LA VALUTAZIONE DEL RISCHIO IN FASE DI SOTTOSCRIZIONE È IL TEMA CENTRALE
L’arresto ha il pregio di ricostruire in maniera molto dettagliata il contenuto del contratto guardando a esso quale unico “documento–guida” ai fini della ricostruzione della volontà delle parti, ma ben avrebbe potuto concludere per l’esclusione della copertura assicurativa mediante invocazione di un ulteriore argomento: come avrebbe potuto essere ricompreso, in polizza, il contagio da coronavirus quale infortunio, se il momento della stipula del contratto assicurativo è antecedente al diffondersi della pandemia?
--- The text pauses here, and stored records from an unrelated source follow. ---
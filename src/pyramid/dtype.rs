//! Array dtype handling: parsing both metadata spellings, default fill
//! values, and raw little-endian chunk decoding into f32 staging buffers.

use crate::error::{EngineError, EngineResult};

/// Element type of a stored array. Fixed-length byte strings carry their
/// length so coordinate labels can be decoded.
#[derive(Debug, Clone, Copy, PartialEq, Eq)]
pub enum Dtype {
    I1,
    U1,
    I2,
    U2,
    I4,
    U4,
    U8,
    F4,
    F8,
    S(usize),
}

impl Dtype {
    /// Parse either the v2 (`<f4`, `|u1`, `|S8`) or v3 (`float32`, `uint8`)
    /// spelling.
    pub fn parse(s: &str) -> EngineResult<Self> {
        let out = match s {
            "<i1" | "|i1" | "int8" => Dtype::I1,
            "|u1" | "<u1" | "uint8" => Dtype::U1,
            "<i2" | "int16" => Dtype::I2,
            "<u2" | "uint16" => Dtype::U2,
            "<i4" | "int32" => Dtype::I4,
            "<u4" | "uint32" => Dtype::U4,
            "<u8" | "uint64" => Dtype::U8,
            "<f4" | "float32" => Dtype::F4,
            "<f8" | "float64" => Dtype::F8,
            other => {
                if let Some(len) = other.strip_prefix("|S").and_then(|n| n.parse().ok()) {
                    Dtype::S(len)
                } else {
                    return Err(EngineError::metadata(format!("unsupported dtype: {other}")));
                }
            }
        };
        Ok(out)
    }

    /// Bytes per element.
    pub fn size(self) -> usize {
        match self {
            Dtype::I1 | Dtype::U1 => 1,
            Dtype::I2 | Dtype::U2 => 2,
            Dtype::I4 | Dtype::U4 | Dtype::F4 => 4,
            Dtype::U8 | Dtype::F8 => 8,
            Dtype::S(n) => n,
        }
    }

    /// Default fill value when the store metadata leaves it null.
    pub fn default_fill(self) -> f32 {
        match self {
            Dtype::S(_) => 0.0,
            Dtype::I1 => -127.0,
            Dtype::U1 => 255.0,
            Dtype::I2 => -32767.0,
            Dtype::U2 => 65535.0,
            Dtype::I4 => -2147483647.0,
            Dtype::U4 => 4294967295.0,
            Dtype::U8 => 1.8446744073709552e19,
            Dtype::F4 | Dtype::F8 => 9.969209968386869e36,
        }
    }
}

/// Decode a raw little-endian chunk into f32 values. The caller supplies the
/// expected element count; short buffers are an error, excess bytes are
/// ignored (some stores pad the trailing chunk).
pub fn decode_values(data: &[u8], dtype: Dtype, count: usize) -> EngineResult<Vec<f32>> {
    let elem = dtype.size();
    if data.len() < count * elem {
        return Err(EngineError::metadata(format!(
            "chunk too short: {} bytes for {} x {:?}",
            data.len(),
            count,
            dtype
        )));
    }

    let mut out = Vec::with_capacity(count);
    for i in 0..count {
        let b = &data[i * elem..(i + 1) * elem];
        let v = match dtype {
            Dtype::I1 => b[0] as i8 as f32,
            Dtype::U1 => b[0] as f32,
            Dtype::I2 => i16::from_le_bytes([b[0], b[1]]) as f32,
            Dtype::U2 => u16::from_le_bytes([b[0], b[1]]) as f32,
            Dtype::I4 => i32::from_le_bytes([b[0], b[1], b[2], b[3]]) as f32,
            Dtype::U4 => u32::from_le_bytes([b[0], b[1], b[2], b[3]]) as f32,
            Dtype::U8 => u64::from_le_bytes(b.try_into().unwrap()) as f32,
            Dtype::F4 => f32::from_le_bytes([b[0], b[1], b[2], b[3]]),
            Dtype::F8 => f64::from_le_bytes(b.try_into().unwrap()) as f32,
            Dtype::S(_) => {
                return Err(EngineError::metadata(
                    "string dtype cannot be decoded to numeric values",
                ))
            }
        };
        out.push(v);
    }
    Ok(out)
}

/// Decode a 1-D coordinate array into labels: numeric dtypes yield their
/// decimal rendering, byte strings are trimmed of NUL padding.
pub fn decode_labels(data: &[u8], dtype: Dtype, count: usize) -> EngineResult<Vec<String>> {
    match dtype {
        Dtype::S(n) => {
            if data.len() < count * n {
                return Err(EngineError::metadata("coordinate array too short"));
            }
            Ok((0..count)
                .map(|i| {
                    let raw = &data[i * n..(i + 1) * n];
                    String::from_utf8_lossy(raw).trim_end_matches('\0').to_string()
                })
                .collect())
        }
        _ => {
            let values = decode_values(data, dtype, count)?;
            Ok(values.iter().map(|v| format_number(*v as f64)).collect())
        }
    }
}

/// Render a numeric coordinate the way band names spell it: integral values
/// without a trailing `.0`.
pub fn format_number(v: f64) -> String {
    if v.fract() == 0.0 && v.abs() < 1e15 {
        format!("{}", v as i64)
    } else {
        format!("{v}")
    }
}

#[cfg(test)]
mod tests {
    use super::*;

    #[test]
    fn parse_both_spellings() {
        assert_eq!(Dtype::parse("<f4").unwrap(), Dtype::F4);
        assert_eq!(Dtype::parse("float32").unwrap(), Dtype::F4);
        assert_eq!(Dtype::parse("|u1").unwrap(), Dtype::U1);
        assert_eq!(Dtype::parse("uint64").unwrap(), Dtype::U8);
        assert_eq!(Dtype::parse("|S12").unwrap(), Dtype::S(12));
        assert!(Dtype::parse("complex64").is_err());
    }

    #[test]
    fn default_fill_table() {
        assert_eq!(Dtype::I1.default_fill(), -127.0);
        assert_eq!(Dtype::U2.default_fill(), 65535.0);
        assert_eq!(Dtype::F8.default_fill(), 9.969209968386869e36);
    }

    #[test]
    fn decode_f4_roundtrip() {
        let src = [1.0f32, -2.5, 3.25];
        let bytes: Vec<u8> = src.iter().flat_map(|v| v.to_le_bytes()).collect();
        let out = decode_values(&bytes, Dtype::F4, 3).unwrap();
        assert_eq!(out, src);
    }

    #[test]
    fn decode_i2_widens() {
        let bytes = (-3i16).to_le_bytes().to_vec();
        assert_eq!(decode_values(&bytes, Dtype::I2, 1).unwrap(), vec![-3.0]);
    }

    #[test]
    fn decode_short_buffer_errors() {
        assert!(decode_values(&[0u8; 3], Dtype::F4, 1).is_err());
    }

    #[test]
    fn labels_from_bytes() {
        let data = b"tavg\0\0prec\0\0";
        let labels = decode_labels(data, Dtype::S(6), 2).unwrap();
        assert_eq!(labels, vec!["tavg", "prec"]);
    }

    #[test]
    fn numbers_format_like_band_tokens() {
        assert_eq!(format_number(2020.0), "2020");
        assert_eq!(format_number(0.5), "0.5");
    }
}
Ci sembra che tale questione, non esplicitata, ma di fatto sottointesa nel percorso motivazionale dei giudici, sia una riflessione dirimente poiché, attenendo sempre alla valutazione e alla prevedibilità del rischio da parte degli assicuratori, riconduce tale valutazione alle reali consapevolezze delle parti del contratto al momento della sua conclusione. 
È opportuno ricordare che la polizza infortuni, così come la polizza malattia, sono polizze che comprendono i soli eventi assicurati: il rischio prevedibile è, dunque, l’unico rischio che un contratto di assicurazione di questo tipo può includere.
Del resto, la valutazione del rischio assicurato è il momento culminante nella genesi del contratto assicurativo e le norme che il codice civile dedica a questo aspetto (artt. 1892, 1893, 1894, 1895 c.c.), così come i documenti di valutazione del rischio sottoposti all’assicurato nella fase di conclusione del contratto, ne costituiscono ampia prova. 
La pandemia da Covid–19 ha quindi reso prevedibile un nuovo rischio, praticamente sconosciuto o comunque sottovalutato prima di allora: ricomprendere nella copertura assicurativa un evento praticamente non ponderabile al momento della conclusione della polizza costituirebbe una vera e propria forzatura della volontà contrattuale.